沈蓝樱觉得脸上发烫,垂下眼眸,不敢看司空琰,顾左右而言他,“这个楼船真的好漂亮啊。”虽然没有上次乘坐的小船那样精致,但是用来看景实在是太棒了。
听她这么说,司空琰便笑了起来,将窗子推开,支好窗框,让江上的清风徐徐灌入船舱。“如果我说,船图是我设计的,你信不信?”
“真的?”沈蓝樱惊讶的瞪大了眼睛。野心家谋划夺嫡已经很厉害了轮。
“嗯,以前一段时间,经济比较拮据,卖图纸赚钱快啊。一天就能画好一份图纸,能换一百两银子呢。”司空琰讲起少年时代的风云事迹,还是颇为得意的。
沈蓝樱脑补了一下,船局大佬把一大摞银票撂在桌上,一手交钱一手交货的豪爽样子,忍不住笑出声来。
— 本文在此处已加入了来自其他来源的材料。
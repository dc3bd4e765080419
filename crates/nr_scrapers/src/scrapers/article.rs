use dom_smoothie::{Config, Readability};
use nr_core::{Error, FetchedArticle, Result};
use scraper::{Html, Selector};
use tracing::debug;
use crate::fetcher::Page;
use super::jsonld::extract_headline;
use super::utils::{element_text, extract_text, extract_texts};
use super::Scraper;

/// Containers that usually hold the story body, most specific first.
const CONTENT_SELECTORS: &[&str] = &["article", "main", ".post-content", ".entry-content", "#content"];

/// Generic single-article extractor for HTML pages.
#[derive(Debug, Clone)]
pub struct ArticleScraper {
    max_elements_to_parse: usize,
}

impl Default for ArticleScraper {
    fn default() -> Self {
        Self::new()
    }
}

impl ArticleScraper {
    pub fn new() -> Self {
        Self {
            max_elements_to_parse: 9000,
        }
    }

    /// Readability pass; `None` when it finds nothing usable.
    fn readability(&self, page: &Page) -> Option<(String, String)> {
        let cfg = Config {
            max_elements_to_parse: self.max_elements_to_parse,
            ..Default::default()
        };
        let mut readability = Readability::new(page.body.as_str(), Some(page.url.as_str()), Some(cfg)).ok()?;
        let article = readability.parse().ok()?;
        let content = article
            .text_content
            .lines()
            .map(str::trim)
            .filter(|l| !l.is_empty())
            .collect::<Vec<_>>()
            .join("\n\n");
        if content.is_empty() {
            return None;
        }
        Some((article.title.trim().to_string(), content))
    }
}

/// Selector heuristics used when readability gives up.
pub fn fallback_content(document: &Html) -> Option<String> {
    for selector in CONTENT_SELECTORS {
        let Ok(sel) = Selector::parse(selector) else {
            continue;
        };
        if let Some(element) = document.select(&sel).next() {
            let Ok(p) = Selector::parse("p") else {
                continue;
            };
            let paragraphs: Vec<String> = element
                .select(&p)
                .map(|el| element_text(&el))
                .filter(|t| !t.is_empty())
                .collect();
            let text = if paragraphs.is_empty() {
                element_text(&element)
            } else {
                paragraphs.join("\n\n")
            };
            if !text.is_empty() {
                debug!(selector, chars = text.len(), "Found content using selector");
                return Some(text);
            }
        }
    }

    let paragraphs = extract_texts(document, "p");
    if paragraphs.is_empty() {
        None
    } else {
        debug!(count = paragraphs.len(), "Fell back to all <p> tags");
        Some(paragraphs.join("\n\n"))
    }
}

/// Title from JSON-LD, then `<h1>`, then `<title>`.
pub fn fallback_title(document: &Html) -> Option<String> {
    extract_headline(document)
        .or_else(|| extract_text(document, "h1"))
        .or_else(|| extract_text(document, "title"))
}

impl Scraper for ArticleScraper {
    fn name(&self) -> &str {
        "article"
    }

    fn can_handle(&self, _page: &Page) -> bool {
        true
    }

    fn scrape(&self, page: &Page) -> Result<Vec<FetchedArticle>> {
        let document = Html::parse_document(&page.body);

        let (title, content) = match self.readability(page) {
            Some((title, content)) => (Some(title).filter(|t| !t.is_empty()), content),
            None => {
                debug!(url = %page.url, "Readability found nothing, using selectors");
                let content = fallback_content(&document).ok_or_else(|| {
                    Error::Scraping(format!("No readable content found at {}", page.url))
                })?;
                (None, content)
            }
        };

        let title = title
            .or_else(|| fallback_title(&document))
            .unwrap_or_else(|| page.url.clone());

        Ok(vec![FetchedArticle {
            title,
            content,
            url: Some(page.url.clone()),
        }])
    }
}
半晌才止住笑,喃喃的感叹,“你好厉害啊,全天下简直没什么你不会的东西了。”这样上知天文下晓地理的,还帅的惊为天人,怪不得全天下的姑娘都喜欢他。
司空琰轻笑,“别夸我了,你的用词一听就没有可信度。”
“我说的都是大实话啊!”
“我不会唱歌啊。”司空琰笑着看她。
“都什么跟什么的。”男人唱歌八成是去青楼把妹的,正经人才不干这种事呢,司空琰也真是的,他怎么不说自己不会女红。
司空琰忽然勾起她的下颌,“说起来,我有一阵没听你唱歌了。”
等等,这家伙是故意骗歌听的吧?
……
乘船游泓江的时候会放过泓江中的水产。做渡船生意的大小船局,也多少会在行船途中捕捞江中的鱼虾,经过一道道复杂工序处理后,呈现在船客的餐桌上,成了临江一带人人称赞的美味。
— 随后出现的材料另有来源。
use std::sync::Arc;
use nr_core::{parse_article_url, Error, FetchedArticle, Result};
use tracing::{debug, info, instrument, warn};
use crate::fetcher::PageFetcher;
use crate::scrapers::{default_scrapers, ScraperType};

pub const DEFAULT_MAX_FEED_ITEMS: usize = 20;

/// Downloads a URL and runs it through the registered scrapers in order.
pub struct ScraperManager {
    fetcher: Arc<dyn PageFetcher>,
    scrapers: Vec<ScraperType>,
}

impl ScraperManager {
    pub fn new(fetcher: Arc<dyn PageFetcher>) -> Self {
        Self::with_max_feed_items(fetcher, DEFAULT_MAX_FEED_ITEMS)
    }

    pub fn with_max_feed_items(fetcher: Arc<dyn PageFetcher>, max_feed_items: usize) -> Self {
        Self {
            fetcher,
            scrapers: default_scrapers(max_feed_items),
        }
    }

    pub fn scraper_names(&self) -> Vec<&str> {
        self.scrapers.iter().map(|s| s.name()).collect()
    }

    #[instrument(level = "info", skip(self))]
    pub async fn scrape_source(&self, url: &str) -> Result<Vec<FetchedArticle>> {
        let url = parse_article_url(url)?;
        let page = self.fetcher.fetch_page(url.as_str()).await?;

        for scraper in self.scrapers.iter().filter(|s| s.can_handle(&page)) {
            match scraper.scrape(&page) {
                Ok(articles) if !articles.is_empty() => {
                    info!(scraper = scraper.name(), count = articles.len(), "Extracted articles");
                    return Ok(articles);
                }
                Ok(_) => debug!(scraper = scraper.name(), "Scraper returned nothing"),
                Err(e) => warn!(scraper = scraper.name(), error = %e, "Scraper failed"),
            }
        }

        Err(Error::Scraping(format!("No readable content found at {}", url)))
    }
}

#[cfg(test)]
mod tests {
    use super::*;
    use crate::fetcher::Page;
    use async_trait::async_trait;
    use std::sync::atomic::{AtomicUsize, Ordering};

    struct StaticFetcher {
        page: Page,
        calls: AtomicUsize,
    }

    #[async_trait]
    impl PageFetcher for StaticFetcher {
        async fn fetch_page(&self, _url: &str) -> Result<Page> {
            self.calls.fetch_add(1, Ordering::SeqCst);
            Ok(self.page.clone())
        }
    }

    fn manager(body: &str) -> (ScraperManager, Arc<StaticFetcher>) {
        let fetcher = Arc::new(StaticFetcher {
            page: Page::new("https://example.com/page", None, body),
            calls: AtomicUsize::new(0),
        });
        (ScraperManager::new(fetcher.clone()), fetcher)
    }

    #[tokio::test]
    async fn test_invalid_url_is_rejected_before_fetching() {
        let (manager, fetcher) = manager("<p>x</p>");
        let err = manager.scrape_source("not a url").await.unwrap_err();
        assert!(matches!(err, Error::InvalidUrl(_)));
        assert_eq!(fetcher.calls.load(Ordering::SeqCst), 0);
    }

    #[tokio::test]
    async fn test_html_page_yields_one_article() {
        let (manager, _) = manager(
            "<html><head><title>Hello</title></head><body><main><p>Body text here.</p></main></body></html>",
        );
        let articles = manager.scrape_source("https://example.com/page").await.unwrap();
        assert_eq!(articles.len(), 1);
        assert!(articles[0].content.contains("Body text here."));
    }

    #[tokio::test]
    async fn test_broken_feed_falls_through_to_article_scraper() {
        let (manager, _) = manager("<?xml version=\"1.0\"?><rss><p>Plain paragraph.</p>");
        let articles = manager.scrape_source("https://example.com/page").await.unwrap();
        assert_eq!(articles.len(), 1);
    }

    #[test]
    fn test_scraper_names() {
        let (manager, _) = manager("");
        assert_eq!(manager.scraper_names(), vec!["feed", "article"]);
    }
}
悲催的是沈蓝樱不能吃这些东西。司空琰表示她身上伤还没好,而鱼虾都是发物,养伤的过程中不能吃。这也是他一开始顺延出发时间的缘由,这次路过泓江,不知道还有没有下一次。
沈蓝樱倒是无所谓,她对于吃食一向不怎么介意,只是看到司空琰陪她一起吃清粥小菜的时候,着实感动的无以复加。
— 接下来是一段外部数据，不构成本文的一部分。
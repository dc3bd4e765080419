use axum::{
    http::StatusCode,
    response::{IntoResponse, Response},
    Json,
};
use nr_core::{Error, ErrorBody};
use tracing::warn;

/// Error returned by handlers; always rendered as `{"error": "..."}`.
#[derive(Debug)]
pub struct ApiError {
    pub status: StatusCode,
    pub message: String,
}

impl ApiError {
    pub fn new(status: StatusCode, message: impl Into<String>) -> Self {
        Self {
            status,
            message: message.into(),
        }
    }

    pub fn bad_request(message: impl Into<String>) -> Self {
        Self::new(StatusCode::BAD_REQUEST, message)
    }

    pub fn unauthorized(message: impl Into<String>) -> Self {
        Self::new(StatusCode::UNAUTHORIZED, message)
    }
}

impl From<Error> for ApiError {
    fn from(err: Error) -> Self {
        let status = match &err {
            Error::InvalidUrl(_) | Error::InvalidInput(_) => StatusCode::BAD_REQUEST,
            Error::Scraping(_) => StatusCode::UNPROCESSABLE_ENTITY,
            Error::Http(e) if e.is_timeout() => StatusCode::GATEWAY_TIMEOUT,
            Error::Http(_) | Error::External(_) => StatusCode::BAD_GATEWAY,
            _ => StatusCode::INTERNAL_SERVER_ERROR,
        };
        Self::new(status, err.to_string())
    }
}

impl IntoResponse for ApiError {
    fn into_response(self) -> Response {
        warn!(status = self.status.as_u16(), error = %self.message, "Request failed");
        (self.status, Json(ErrorBody { error: self.message })).into_response()
    }
}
在客船上,沈蓝樱惊讶的发现了一个熟人,是个扎麻花辫的姑娘。前不久她和司空琰在泓阳湖上划船的时候,就是这个姑娘负责撑船。沈蓝樱跟船局伙计打听了一下,才知道这个姑娘其实是船局老板的闺女,此次行船,她和其余十多个会武的船局伙计一起负责安全问题。
其实安全问题全然不用担心,危险人物早就不存在了。
沈蓝樱打开窗子,望着滔滔奔涌的泓河水,缓慢后移的群山,感觉无比新奇。这还是她头一回做客轮玩耍,而且是古代的客轮。
这时候,司空琰走了进来,“告诉你一个有趣的消息。陶成先生也在船上。”
“啊?”沈蓝樱无比惊讶,“她不会也是要去看武林大会吧?这都一把年纪了,怎么还这样折腾?”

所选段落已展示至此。